What causes a Python segmentation fault? - python

I am implementing Kosaraju's Strong Connected Component(SCC) graph search algorithm in Python.
The program runs great on small data set, but when I run it on a super-large graph (more than 800,000 nodes), it says "Segmentation Fault".
What might be the cause of it? Thank you!
Additional Info:
First I got this Error when running on the super-large data set:
"RuntimeError: maximum recursion depth exceeded in cmp"
Then I reset the recursion limit using
sys.setrecursionlimit(50000)
but got a 'Segmentation fault'
Believe me it's not a infinite loop, it runs correct on relatively smaller data. It is possible the program exhausted the resources?

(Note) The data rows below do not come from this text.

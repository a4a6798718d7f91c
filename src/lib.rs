//! # Heat Analysis Client
//!
//! Async client for a remote urban-heat-island analysis service: submit a
//! job for a coordinate and date range, follow its progress log live, and
//! collect the hotspot summary when the server finishes.
//!
//! ```text
//! AnalysisOrchestrator::run
//!   ├─ validate()                     ValidatedParameters, no network
//!   ├─ AnalysisClient::probe()        GET /health          (5s)
//!   ├─ AnalysisClient::submit()       POST /analyze        (300s, retried)
//!   │     └─ with_backoff ─► Transport::send
//!   └─ SessionStreamClient::open()    GET /logs/{id}       (SSE, until terminal)
//!         └─ EventSource ─► parse_frame ─► StreamState ─► StreamObserver
//! ```
//!
//! ## Core Concepts
//!
//! - **[`AnalysisOrchestrator`]**: runs one job end to end and resolves with
//!   an [`AnalysisResult`] or an [`AnalysisError`].
//! - **[`AnalysisClient`]**: one method per service endpoint, each bounded by
//!   its own deadline from [`Timeouts`].
//! - **[`Transport`](transport::Transport)** and
//!   **[`EventSource`](stream::EventSource)**: the two I/O seams. Both have a
//!   reqwest-backed and a mock implementation.
//! - **[`Geocoder`]** and **[`HistoryStore`](history::HistoryStore)**:
//!   optional helpers around the job flow. Neither can fail a job.
//!
//! ## Quick Start
//!
//! ```no_run
//! use heat_analysis_client::{
//!     AnalysisClient, AnalysisOrchestrator, AnalysisParameters, ClientConfig, LogEvent,
//! };
//!
//! #[tokio::main]
//! async fn main() -> Result<(), Box<dyn std::error::Error>> {
//!     let client = AnalysisClient::new(ClientConfig::from_env())?;
//!     let orchestrator = AnalysisOrchestrator::new(client);
//!
//!     let params = AnalysisParameters {
//!         latitude: 29.52,
//!         longitude: 74.99,
//!         ..Default::default()
//!     };
//!     let result = orchestrator
//!         .run(&params, &mut |log: LogEvent| println!("{}", log.message))
//!         .await?;
//!
//!     println!("{} hotspots, {} priority zones", result.hotspots_found, result.priority_zones.len());
//!     Ok(())
//! }
//! ```

pub mod client;
pub mod config;
pub mod error;
pub mod geocode;
pub mod history;
pub mod orchestrator;
pub mod stream;
pub mod timeout;
pub mod transport;
pub mod types;
pub mod validate;

pub use client::AnalysisClient;
pub use config::ClientConfig;
pub use error::{AnalysisError, ErrorKind, Result};
pub use geocode::{Geocoder, LocationInfo, LocationMatch};
pub use history::{HistoryRecord, HistoryStore, InMemoryHistoryStore, JsonFileHistoryStore};
pub use orchestrator::AnalysisOrchestrator;
pub use stream::{FnObserver, SessionStreamClient, StreamHandle, StreamObserver};
pub use timeout::{with_deadline, Timeouts};
pub use transport::{MockTransport, RetryPolicy};
pub use types::{
    AnalysisParameters, AnalysisPeriod, AnalysisResult, DeleteOutcome, LogEvent, PriorityZone,
    ResultPoll, SessionHandle,
};
pub use validate::{validate, ValidatedParameters};
//! Mock transport for testing without a live analysis service.
//!
//! [`MockTransport`] answers each `(method, path)` route from a scripted list
//! of replies, letting downstream consumers write deterministic tests.
//!
//! # Example
//!
//! ```
//! use heat_analysis_client::transport::{Method, MockReply, MockTransport};
//! use serde_json::json;
//!
//! let mock = MockTransport::new()
//!     .route(Method::Get, "/health", vec![MockReply::json(200, json!({"status": "ok"}))]);
//! ```

use std::collections::{HashMap, VecDeque};
use std::sync::Mutex;

use async_trait::async_trait;
use serde_json::{json, Value};

use super::{HttpRequest, HttpResponse, Method, Transport};
use crate::error::{AnalysisError, Result};

/// One scripted reply.
#[derive(Debug, Clone)]
pub enum MockReply {
    /// Respond with this status and raw body.
    Respond { status: u16, body: Vec<u8> },
    /// Fail at the transport layer with this message.
    Fail(String),
    /// Never respond; only a deadline ends the call.
    Hang,
}

impl MockReply {
    pub fn json(status: u16, body: Value) -> Self {
        MockReply::Respond {
            status,
            body: body.to_string().into_bytes(),
        }
    }

    pub fn bytes(status: u16, body: impl Into<Vec<u8>>) -> Self {
        MockReply::Respond {
            status,
            body: body.into(),
        }
    }

    pub fn fail(message: impl Into<String>) -> Self {
        MockReply::Fail(message.into())
    }
}

/// A test transport that answers routes with scripted replies in order.
///
/// The last reply of a route repeats once the others are used up. Unrouted
/// requests get `404 {"error": "Endpoint not found"}`. Every request is
/// recorded and can be inspected with [`requests`](Self::requests).
#[derive(Debug, Default)]
pub struct MockTransport {
    routes: Mutex<HashMap<(Method, String), VecDeque<MockReply>>>,
    requests: Mutex<Vec<HttpRequest>>,
}

impl MockTransport {
    pub fn new() -> Self {
        Self::default()
    }

    /// Script the replies for one route (builder style).
    pub fn route(self, method: Method, path: impl Into<String>, replies: Vec<MockReply>) -> Self {
        lock(&self.routes).insert((method, path.into()), replies.into());
        self
    }

    /// Every request sent so far, in order.
    pub fn requests(&self) -> Vec<HttpRequest> {
        lock(&self.requests).clone()
    }

    pub fn call_count(&self) -> usize {
        lock(&self.requests).len()
    }

    /// Number of requests sent to `path`.
    pub fn calls_to(&self, path: &str) -> usize {
        lock(&self.requests)
            .iter()
            .filter(|r| r.path() == path)
            .count()
    }

    fn next_reply(&self, request: &HttpRequest) -> Option<MockReply> {
        let mut routes = lock(&self.routes);
        let queue = routes.get_mut(&(request.method, request.path()))?;
        if queue.len() > 1 {
            queue.pop_front()
        } else {
            queue.front().cloned()
        }
    }
}

fn lock<T>(m: &Mutex<T>) -> std::sync::MutexGuard<'_, T> {
    m.lock().unwrap_or_else(|e| e.into_inner())
}

#[async_trait]
impl Transport for MockTransport {
    async fn send(&self, request: &HttpRequest) -> Result<HttpResponse> {
        lock(&self.requests).push(request.clone());

        match self.next_reply(request) {
            Some(MockReply::Respond { status, body }) => Ok(HttpResponse { status, body }),
            Some(MockReply::Fail(message)) => Err(AnalysisError::Network(message)),
            Some(MockReply::Hang) => {
                futures::future::pending::<()>().await;
                Err(AnalysisError::Other("pending future resolved".into()))
            }
            None => Ok(HttpResponse::new(
                404,
                json!({"error": "Endpoint not found"}).to_string(),
            )),
        }
    }

    fn name(&self) -> &'static str {
        "mock"
    }
}
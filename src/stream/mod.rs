//! Progress streaming for one analysis session.
//!
//! [`SessionStreamClient::open`] attaches a [`StreamObserver`] to a session's
//! event source and returns a [`StreamHandle`]. The observer sees zero or
//! more `on_log` calls followed by exactly one `on_complete` or `on_fail`,
//! unless the handle is cancelled first, in which case it sees nothing more.
//!
//! Frames are read by one spawned task. Each frame is applied to the
//! [`StreamState`] machine and its callback run while holding the session
//! lock; [`StreamHandle::cancel`] takes the same lock, so once it returns no
//! callback can follow.

pub mod source;
pub mod state;

pub use source::{EventSource, FrameSender, FrameStream, MockEventSource};
pub use state::{Effect, Resolution, StreamEvent, StreamInput, StreamState};

use crate::error::AnalysisError;
use crate::types::{AnalysisResult, LogEvent, SessionHandle};
use futures::StreamExt;
use serde_json::Value;
use std::sync::{Arc, Mutex, MutexGuard};
use tokio::sync::mpsc;
use tokio::task::AbortHandle;

/// Receives the callbacks of one session.
///
/// Callbacks run on the stream's reader task while the session lock is
/// held. They must not call [`StreamHandle::cancel`] on their own session.
pub trait StreamObserver: Send {
    fn on_log(&mut self, event: LogEvent);
    fn on_complete(&mut self, result: AnalysisResult);
    fn on_fail(&mut self, error: AnalysisError);
}

/// A [`StreamObserver`] built from three closures.
///
/// # Example
///
/// ```
/// use heat_analysis_client::stream::FnObserver;
/// use heat_analysis_client::{AnalysisError, AnalysisResult, LogEvent};
///
/// let observer = FnObserver::new(
///     |log: LogEvent| println!("{}", log.message),
///     |result: AnalysisResult| println!("{} hotspots", result.hotspots_found),
///     |error: AnalysisError| eprintln!("{}", error),
/// );
/// ```
pub struct FnObserver<L, C, F> {
    on_log: L,
    on_complete: C,
    on_fail: F,
}

impl<L, C, F> FnObserver<L, C, F>
where
    L: FnMut(LogEvent) + Send,
    C: FnMut(AnalysisResult) + Send,
    F: FnMut(AnalysisError) + Send,
{
    pub fn new(on_log: L, on_complete: C, on_fail: F) -> Self {
        Self {
            on_log,
            on_complete,
            on_fail,
        }
    }
}

impl<L, C, F> StreamObserver for FnObserver<L, C, F>
where
    L: FnMut(LogEvent) + Send,
    C: FnMut(AnalysisResult) + Send,
    F: FnMut(AnalysisError) + Send,
{
    fn on_log(&mut self, event: LogEvent) {
        (self.on_log)(event)
    }

    fn on_complete(&mut self, result: AnalysisResult) {
        (self.on_complete)(result)
    }

    fn on_fail(&mut self, error: AnalysisError) {
        (self.on_fail)(error)
    }
}

/// Callback forwarded over a channel; see the [`StreamObserver`] impl on
/// `mpsc::UnboundedSender<StreamMessage>`.
#[derive(Debug)]
pub enum StreamMessage {
    Log(LogEvent),
    Completed(AnalysisResult),
    Failed(AnalysisError),
}

impl StreamObserver for mpsc::UnboundedSender<StreamMessage> {
    fn on_log(&mut self, event: LogEvent) {
        let _ = self.send(StreamMessage::Log(event));
    }

    fn on_complete(&mut self, result: AnalysisResult) {
        let _ = self.send(StreamMessage::Completed(result));
    }

    fn on_fail(&mut self, error: AnalysisError) {
        let _ = self.send(StreamMessage::Failed(error));
    }
}

/// Parse one text frame.
///
/// Returns `None` for frames that are not one of the recognized shapes;
/// those are logged and otherwise ignored.
pub fn parse_frame(data: &str) -> Option<StreamEvent> {
    let value: Value = match serde_json::from_str(data) {
        Ok(v) => v,
        Err(e) => {
            tracing::warn!(error = %e, frame = %data, "ignoring malformed frame");
            return None;
        }
    };

    if let Some(line) = value
        .get("log")
        .and_then(Value::as_str)
        .filter(|line| !line.is_empty())
    {
        return Some(StreamEvent::Log(line.to_string()));
    }

    match value.get("status").and_then(Value::as_str) {
        Some("completed") => {
            let result = value.get("result").cloned().unwrap_or(Value::Null);
            match serde_json::from_value::<AnalysisResult>(result) {
                Ok(result) => Some(StreamEvent::Completed(result)),
                Err(e) => {
                    tracing::warn!(error = %e, "ignoring completion frame with unreadable result");
                    None
                }
            }
        }
        Some("failed") => {
            let reason = value
                .get("error")
                .and_then(Value::as_str)
                .unwrap_or("Analysis failed");
            Some(StreamEvent::Failed(reason.to_string()))
        }
        Some(other) => {
            tracing::debug!(status = other, "ignoring non-terminal status frame");
            None
        }
        // The server reports unknown sessions as a bare `{"error": ...}` frame.
        None => match value.get("error").and_then(Value::as_str) {
            Some(reason) => Some(StreamEvent::Failed(reason.to_string())),
            None => {
                tracing::warn!(frame = %data, "ignoring frame of unknown shape");
                None
            }
        },
    }
}

struct Session {
    state: StreamState,
    observer: Box<dyn StreamObserver>,
}

fn lock_session(shared: &Mutex<Session>) -> MutexGuard<'_, Session> {
    shared.lock().unwrap_or_else(|e| e.into_inner())
}

/// Apply one input and run its callback under the session lock.
/// Returns whether the session is resolved afterwards.
fn apply(shared: &Mutex<Session>, input: StreamInput) -> bool {
    let mut session = lock_session(shared);
    let (next, effect) = session.state.transition(input);
    if next != session.state {
        tracing::debug!(from = ?session.state, to = ?next, "stream state changed");
    }
    session.state = next;

    match effect {
        Effect::None => {}
        Effect::Log(line) => session.observer.on_log(LogEvent::new(line)),
        Effect::Complete(result) => session.observer.on_complete(result),
        Effect::Fail(error) => session.observer.on_fail(error),
    }
    next.is_resolved()
}

/// Opens progress streams on an [`EventSource`].
#[derive(Clone)]
pub struct SessionStreamClient {
    source: Arc<dyn EventSource>,
}

impl SessionStreamClient {
    pub fn new(source: Arc<dyn EventSource>) -> Self {
        Self { source }
    }

    /// Start streaming `session` into `observer`.
    ///
    /// Never fails directly: a channel that cannot be opened is reported
    /// through `on_fail`. Must be called within a tokio runtime.
    pub fn open(&self, session: SessionHandle, observer: impl StreamObserver + 'static) -> StreamHandle {
        let shared = Arc::new(Mutex::new(Session {
            state: StreamState::Open,
            observer: Box::new(observer),
        }));

        let task = tokio::spawn(pump(
            Arc::clone(&self.source),
            session.clone(),
            Arc::clone(&shared),
        ));

        StreamHandle {
            session,
            shared,
            task: task.abort_handle(),
        }
    }
}

impl std::fmt::Debug for SessionStreamClient {
    fn fmt(&self, f: &mut std::fmt::Formatter<'_>) -> std::fmt::Result {
        f.debug_struct("SessionStreamClient")
            .field("source", &self.source.name())
            .finish()
    }
}

async fn pump(source: Arc<dyn EventSource>, session: SessionHandle, shared: Arc<Mutex<Session>>) {
    let mut frames = match source.open(&session).await {
        Ok(frames) => frames,
        Err(e) => {
            tracing::warn!(%session, error = %e, "failed to open log stream");
            apply(
                &shared,
                StreamInput::ChannelError(format!("Failed to open log stream: {}", e)),
            );
            return;
        }
    };

    while let Some(item) = frames.next().await {
        let input = match item {
            Ok(data) => match parse_frame(&data) {
                Some(event) => StreamInput::Event(event),
                None => continue,
            },
            Err(e) => {
                tracing::warn!(%session, error = %e, "log stream failed");
                StreamInput::ChannelError(format!("{}: {}", state::CONNECTION_LOST, e))
            }
        };
        if apply(&shared, input) {
            tracing::debug!(%session, "log stream closed after terminal event");
            return;
        }
    }

    tracing::warn!(%session, "log stream ended without a terminal event");
    apply(&shared, StreamInput::ChannelClosed);
}

/// Cancellation handle of one open stream.
pub struct StreamHandle {
    session: SessionHandle,
    shared: Arc<Mutex<Session>>,
    task: AbortHandle,
}

impl StreamHandle {
    /// Close the channel. No callback fires after this returns.
    /// A no-op once the stream has resolved.
    pub fn cancel(&self) {
        apply(&self.shared, StreamInput::Cancel);
        self.task.abort();
        tracing::debug!(session = %self.session, "log stream cancelled");
    }

    pub fn session(&self) -> &SessionHandle {
        &self.session
    }

    pub fn is_resolved(&self) -> bool {
        lock_session(&self.shared).state.is_resolved()
    }

    /// How the stream ended, if it has.
    pub fn resolution(&self) -> Option<Resolution> {
        match lock_session(&self.shared).state {
            StreamState::Open => None,
            StreamState::Resolved(r) => Some(r),
        }
    }
}

impl std::fmt::Debug for StreamHandle {
    fn fmt(&self, f: &mut std::fmt::Formatter<'_>) -> std::fmt::Result {
        f.debug_struct("StreamHandle")
            .field("session", &self.session)
            .field("resolution", &self.resolution())
            .finish()
    }
}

This happens when a python extension (written in C) tries to access a memory beyond reach.
You can trace it in following ways.
Add sys.settrace at the very first line of the code.
Use gdb as described by Mark in this answer.. At the command prompt
gdb python
(gdb) run /path/to/script.py
## wait for segfault ##
(gdb) backtrace
## stack trace of the c code

I understand you've solved your issue, but for others reading this thread, here is the answer: you have to increase the stack that your operating system allocates for the python process.
The way to do it, is operating system dependant. In linux, you can check with the command ulimit -s your current value and you can increase it with ulimit -s <new_value>
Try doubling the previous value and continue doubling if it does not work, until you find one that does or run out of memory.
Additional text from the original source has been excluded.